What lines below contain the word "ApiError"? Please pull each one out.

━━━━━━━━━━━━━━━━━━━━

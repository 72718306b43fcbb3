//! Issue endpoints.

use crate::auth::AdminUser;
use crate::error::{ApiError, ApiResult};
use crate::handlers::common::{Envelope, MessageResponse, created, format_timestamp, ok, parse_id};
use crate::handlers::volumes::{VolumeResponse, volume_to_response};
use crate::state::AppState;
use axum::Json;
use axum::extract::{Path, State};
use axum::http::StatusCode;
use folio_core::Slug;
use folio_metadata::models::IssueRow;
use folio_metadata::repos::{ArticleRepo, IssueRepo, VolumeRepo};
use folio_metadata::{PopulatedIssue, populate_issues};
use serde::{Deserialize, Serialize};
use time::OffsetDateTime;
use uuid::Uuid;

/// Issue as returned to clients, with its volume populated.
#[derive(Debug, Serialize)]
#[serde(rename_all = "camelCase")]
pub struct IssueResponse {
    pub id: Uuid,
    pub name: String,
    pub slug: String,
    pub volume_id: Uuid,
    pub volume: Option<VolumeResponse>,
    pub created_at: String,
}

pub fn issue_to_response(populated: PopulatedIssue) -> ApiResult<IssueResponse> {
    let PopulatedIssue { issue, volume } = populated;
    Ok(IssueResponse {
        id: issue.issue_id,
        volume_id: issue.volume_id,
        volume: volume.map(volume_to_response).transpose()?,
        created_at: format_timestamp(issue.created_at, "created_at")?,
        name: issue.name,
        slug: issue.slug,
    })
}

async fn populated_issues(state: &AppState) -> ApiResult<Vec<IssueResponse>> {
    let issues = state.metadata.list_issues().await?;
    populate_issues(state.metadata.as_ref(), issues)
        .await?
        .into_iter()
        .map(issue_to_response)
        .collect()
}

#[derive(Debug, Deserialize)]
pub struct CreateIssueRequest {
    pub name: String,
    pub slug: String,
    /// Id of the owning volume.
    pub volume: String,
}

/// GET /api/issues - List all issues.
pub async fn list_issues(
    State(state): State<AppState>,
) -> ApiResult<Json<Envelope<Vec<IssueResponse>>>> {
    Ok(ok(populated_issues(&state).await?))
}

/// GET /api/issues/{slug} - Get an issue by slug.
pub async fn get_issue(
    State(state): State<AppState>,
    Path(slug): Path<String>,
) -> ApiResult<Json<Envelope<IssueResponse>>> {
    let issue = state
        .metadata
        .get_issue_by_slug(&slug)
        .await?
        .ok_or_else(|| ApiError::NotFound(format!("issue '{slug}'")))?;
    let volume = state.metadata.get_volume(issue.volume_id).await?;
    Ok(ok(issue_to_response(PopulatedIssue { issue, volume })?))
}

/// GET /api/admin/issues - List all issues.
pub async fn admin_list_issues(
    _admin: AdminUser,
    State(state): State<AppState>,
) -> ApiResult<Json<Envelope<Vec<IssueResponse>>>> {
    Ok(ok(populated_issues(&state).await?))
}

/// POST /api/admin/issues - Create an issue inside an existing volume.
pub async fn create_issue(
    admin: AdminUser,
    State(state): State<AppState>,
    Json(body): Json<CreateIssueRequest>,
) -> ApiResult<(StatusCode, Json<Envelope<IssueResponse>>)> {
    let name = body.name.trim();
    if name.is_empty() {
        return Err(ApiError::InvalidInput("issue name is required".to_string()));
    }
    let slug = Slug::new(body.slug)?;
    let volume_id = parse_id(&body.volume, "volume")?;
    let volume = state
        .metadata
        .get_volume(volume_id)
        .await?
        .ok_or_else(|| ApiError::InvalidInput(format!("volume {volume_id} does not exist")))?;

    let now = OffsetDateTime::now_utc();
    let issue = IssueRow {
        issue_id: Uuid::new_v4(),
        volume_id,
        name: name.to_string(),
        slug: slug.into(),
        created_at: now,
        updated_at: now,
    };
    state.metadata.create_issue(&issue).await?;
    tracing::info!(
        issue_id = %issue.issue_id,
        volume_id = %volume_id,
        admin = %admin.user.username,
        "Issue created"
    );

    Ok(created(issue_to_response(PopulatedIssue {
        issue,
        volume: Some(volume),
    })?))
}

/// DELETE /api/admin/issues/{id} - Delete an issue and every article in it.
///
/// The files of each article are detached first; failures there leave
/// orphaned objects but never stop the delete.
pub async fn delete_issue(
    admin: AdminUser,
    State(state): State<AppState>,
    Path(issue_id): Path<String>,
) -> ApiResult<Json<MessageResponse>> {
    let issue_id = parse_id(&issue_id, "issue")?;
    state
        .metadata
        .get_issue(issue_id)
        .await?
        .ok_or_else(|| ApiError::NotFound(format!("issue {issue_id}")))?;

    for article in state.metadata.list_articles_by_issue(issue_id).await? {
        state
            .files
            .detach_all(&format!("article {}", article.article_id), &article.files())
            .await;
    }

    let articles = state.metadata.delete_issue(issue_id).await?;
    tracing::info!(
        issue_id = %issue_id,
        articles,
        admin = %admin.user.username,
        "Issue deleted with its articles"
    );
    Ok(MessageResponse::new(
        "issue and associated articles deleted",
    ))
}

━━━━━━━━━━━━━━━━━━━━

### RESULT
use crate::error::{ApiError, ApiResult};
        .ok_or_else(|| ApiError::NotFound(format!("issue '{slug}'")))?;
        return Err(ApiError::InvalidInput("issue name is required".to_string()));
        .ok_or_else(|| ApiError::InvalidInput(format!("volume {volume_id} does not exist")))?;
        .ok_or_else(|| ApiError::NotFound(format!("issue {issue_id}")))?;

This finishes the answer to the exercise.